El voto del domingo también puede leerse como la expresión institucional de una rebelión fiscal silenciosa pero latente. Algunos consideran que el Gobierno intentará, con la excusa del acuerdo con el FMI, incrementar las retenciones al campo. Si se observan los resultados en todas las provincias con fuerte actividad agroindustrial, el FDT perdió (Buenos Aires, Córdoba, Santa Fe, Mendoza, Entre Ríos, Corrientes, La Pampa, Río Negro) o hizo muy malas elecciones (Chaco, Salta y Tucumán). Antes de la pandemia existía un ánimo muy caldeado en varios grupos autoconvocados por el aumento de los derechos de exportación. Tanto el episodio Vicentin como los intentos de usurpar las tierras de la familia Etchevehere mostraron la capacidad de organización, movilización y rápida respuesta de buena parte de la cadena agroindustrial. Vaya paradoja: la amenaza de otra 125, que expulsó a Alberto Fernández del kirchnerismo, sobrevuela y limita el margen de acción de un gobierno que se acordó tarde de emprolijar las cuentas públicas.

Más preocupante para el FDT es que las zonas del país más productivas, mejor integradas a la economía global y con menos importancia relativa del empleo público suelen votar a la oposición. El oficialismo tiene fortaleza en las regiones más pobres y marginales, en las que el peso del Estado y los subsidios sociales son más que significativos. El discurso proteccionista, “mercado-internista” e hiperestatista es cada vez menos seductor: hace una década que el país sufre una estanflación que generó una enorme ola de pesimismo y los más jóvenes encontraron en el liberalismo y en la izquierda dura una oportunidad para expresar su frustración y rebeldía.

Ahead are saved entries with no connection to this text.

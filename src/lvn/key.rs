//! Canonical expression keys.
//!
//! Two binary expressions compute the same value when they apply the same operator to the
//! same (already substituted) operands. For commutative operators operand order does not
//! matter, so the key sorts the operands first:
//!
//! ```text
//! b + a   → a+b
//! a + b   → a+b
//! b - a   → b-a     (order kept)
//! ```

use std::fmt;

use crate::ir::{Ident, Op};

/// A hashable key representing a binary expression.
///
/// This captures the "value" of an expression, the operator and operands, but not the
/// destination. Two expressions with the same key compute the same value as long as none
/// of the operands has been reassigned in between.
#[derive(Debug, Clone, PartialEq, Eq, Hash)]
pub struct ExprKey {
    op: Op,
    left: Ident,
    right: Ident,
}

impl ExprKey {
    /// Builds the canonical key for `left op right`.
    ///
    /// Operands of `+` and `*` are ordered by their text; `-` and `/` keep the given order.
    ///
    /// # Examples
    ///
    /// ```rust
    /// use valnum::{ir::{Ident, Op}, lvn::ExprKey};
    ///
    /// let a = Ident::new("a")?;
    /// let b = Ident::new("b")?;
    ///
    /// assert_eq!(
    ///     ExprKey::new(Op::Mul, b.clone(), a.clone()),
    ///     ExprKey::new(Op::Mul, a.clone(), b.clone())
    /// );
    /// assert_ne!(
    ///     ExprKey::new(Op::Div, b.clone(), a.clone()),
    ///     ExprKey::new(Op::Div, a, b)
    /// );
    /// # Ok::<(), valnum::Error>(())
    /// ```
    #[must_use]
    pub fn new(op: Op, left: Ident, right: Ident) -> Self {
        if op.is_commutative() && right < left {
            Self {
                op,
                left: right,
                right: left,
            }
        } else {
            Self { op, left, right }
        }
    }

    /// The operator.
    #[must_use]
    pub fn op(&self) -> Op {
        self.op
    }

    /// The operands in canonical order.
    #[must_use]
    pub fn operands(&self) -> [&Ident; 2] {
        [&self.left, &self.right]
    }
}

impl fmt::Display for ExprKey {
    fn fmt(&self, f: &mut fmt::Formatter<'_>) -> fmt::Result {
        write!(f, "{}{}{}", self.left, self.op, self.right)
    }
}

/// A key of the value map.
///
/// The map holds two kinds of bindings: canonical expressions bound to the value name that
/// first computed them, and plain identifiers bound to the value they currently hold.
#[derive(Debug, Clone, PartialEq, Eq, Hash)]
pub enum ValueKey {
    /// A canonical binary expression.
    Expr(ExprKey),
    /// An identifier assigned earlier in the block.
    Name(Ident),
}

impl fmt::Display for ValueKey {
    fn fmt(&self, f: &mut fmt::Formatter<'_>) -> fmt::Result {
        match self {
            Self::Expr(key) => write!(f, "{key}"),
            Self::Name(name) => write!(f, "{name}"),
        }
    }
}
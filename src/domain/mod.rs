//! Core domain models for workflow-sync
//!
//! This module contains the fundamental types used throughout the application:
//! - Dependency constraints and the version branches derived from them
//! - Project kinds and their install paths
//! - Discovered project records and their per-branch aggregation
//! - Reconciliation outcomes and run summaries

mod outcome;
mod project;
mod summary;
mod version_branch;

pub use outcome::{SyncOutcome, SyncReport};
pub use project::{AggregatedProject, ProjectKind, ProjectRecord};
pub use summary::{BaseProjectSummary, PairFailure, RunSummary, WalkWarning};
pub use version_branch::{DependencyConstraint, VersionBranch};
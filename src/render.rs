//! Workflow rendering
//!
//! Templates use Twig-compatible syntax and are rendered with minijinja.
//! As in Twig, the first newline after a block tag is dropped and the
//! template's trailing newline is kept, so rendered files compare equal to
//! what was committed from a previous run.

use std::collections::BTreeMap;
use std::path::{Path, PathBuf};

use minijinja::{Environment, ErrorKind};
use serde::Serialize;

use crate::domain::AggregatedProject;
use crate::error::RenderError;

/// Tool name → versions, e.g. `php_versions = ["7.4", "8.1"]`
pub type ToolVersions = BTreeMap<String, Vec<String>>;

/// Variables exposed to a workflow template
#[derive(Debug, Clone, PartialEq, Eq, Serialize)]
pub struct TemplateVariables {
    /// Repository name
    pub repo: String,
    /// Declared package name
    pub project_name: String,
    /// Declared package type, as written in composer.json
    pub project_type: String,
    /// Install path inside the base project, empty for unknown types
    pub project_path: String,
    /// Branch the workflow is rendered for
    pub version_branch: String,
    /// Base project the run was started from
    pub base_project: String,
    /// Base project versions that pull this branch in
    pub base_versions: Vec<String>,
    /// Configured tool version lists, exposed as top-level variables
    #[serde(flatten)]
    pub tool_versions: ToolVersions,
}

impl TemplateVariables {
    /// Names a tool version list must not use
    pub const RESERVED: [&'static str; 7] = [
        "repo",
        "project_name",
        "project_type",
        "project_path",
        "version_branch",
        "base_project",
        "base_versions",
    ];

    pub fn new(
        base_project: &str,
        project: &AggregatedProject,
        tool_versions: &ToolVersions,
    ) -> Self {
        Self {
            repo: project.repo.clone(),
            project_name: project.name.clone(),
            project_type: project.kind.as_str().to_string(),
            project_path: project.install_path(),
            version_branch: project.branch.to_string(),
            base_project: base_project.to_string(),
            base_versions: project.base_versions.iter().cloned().collect(),
            tool_versions: tool_versions.clone(),
        }
    }
}

/// Turns template variables into workflow file text
pub trait WorkflowRenderer: Send + Sync {
    fn render(&self, template: &str, variables: &TemplateVariables) -> Result<String, RenderError>;
}

/// Renderer loading templates from a directory
pub struct TemplateRenderer {
    env: Environment<'static>,
    templates_dir: Option<PathBuf>,
}

impl TemplateRenderer {
    /// Create a renderer loading `<templates_dir>/<name>` on demand
    pub fn new(templates_dir: impl AsRef<Path>) -> Self {
        let dir = templates_dir.as_ref().to_path_buf();
        let mut env = Self::environment();
        env.set_loader(minijinja::path_loader(dir.clone()));
        Self {
            env,
            templates_dir: Some(dir),
        }
    }

    /// Create a renderer without a loader; templates are added by name
    pub fn empty() -> Self {
        Self {
            env: Self::environment(),
            templates_dir: None,
        }
    }

    /// Register a template from source (builder pattern)
    pub fn with_template(
        mut self,
        name: impl Into<String>,
        source: impl Into<String>,
    ) -> Result<Self, RenderError> {
        let name = name.into();
        self.env
            .add_template_owned(name.clone(), source.into())
            .map_err(|e| template_error(&name, e))?;
        Ok(self)
    }

    pub fn templates_dir(&self) -> Option<&Path> {
        self.templates_dir.as_deref()
    }

    fn environment() -> Environment<'static> {
        let mut env = Environment::new();
        env.set_trim_blocks(true);
        env.set_keep_trailing_newline(true);
        env
    }
}

impl WorkflowRenderer for TemplateRenderer {
    fn render(&self, template: &str, variables: &TemplateVariables) -> Result<String, RenderError> {
        let compiled = self
            .env
            .get_template(template)
            .map_err(|e| template_error(template, e))?;
        compiled
            .render(variables)
            .map_err(|e| template_error(template, e))
    }
}

fn template_error(name: &str, err: minijinja::Error) -> RenderError {
    match err.kind() {
        ErrorKind::TemplateNotFound => RenderError::TemplateNotFound {
            name: name.to_string(),
        },
        _ => RenderError::Template {
            name: name.to_string(),
            message: err.to_string(),
        },
    }
}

La foto de la “demostración de fuerza” del pasado 17 sintetiza los límites presentes y futuros del FDT: como con el nuevo triunvirato de la CGT, casi no había representantes de la Argentina moderna, innovadora, productiva, competitiva. El oficialismo hace pie donde la Argentina fracasa. ¿Tiene incentivos para torcer el rumbo decadente del país? La plaza del 17 de octubre de 1945 se llenó de trabajadores, en especial, de dos gremios: los telefónicos, representantes de la principal novedad tecnológica del momento, con Luis Gay a la cabeza, y Cipriano Reyes, líder de los gremios de la carne. Eran los sectores más dinámicos del momento y se coordinaban para apoyar este nuevo movimiento político. Hoy, con una economía sin plan y sin destino y con el desastre del cepo a la carne, los principales apoyos vienen de los sectores más arcaicos y protegidos. No está claro qué es más preocupante para el oficialismo: si la derrota electoral o la esclerotizada cosecha del miércoles.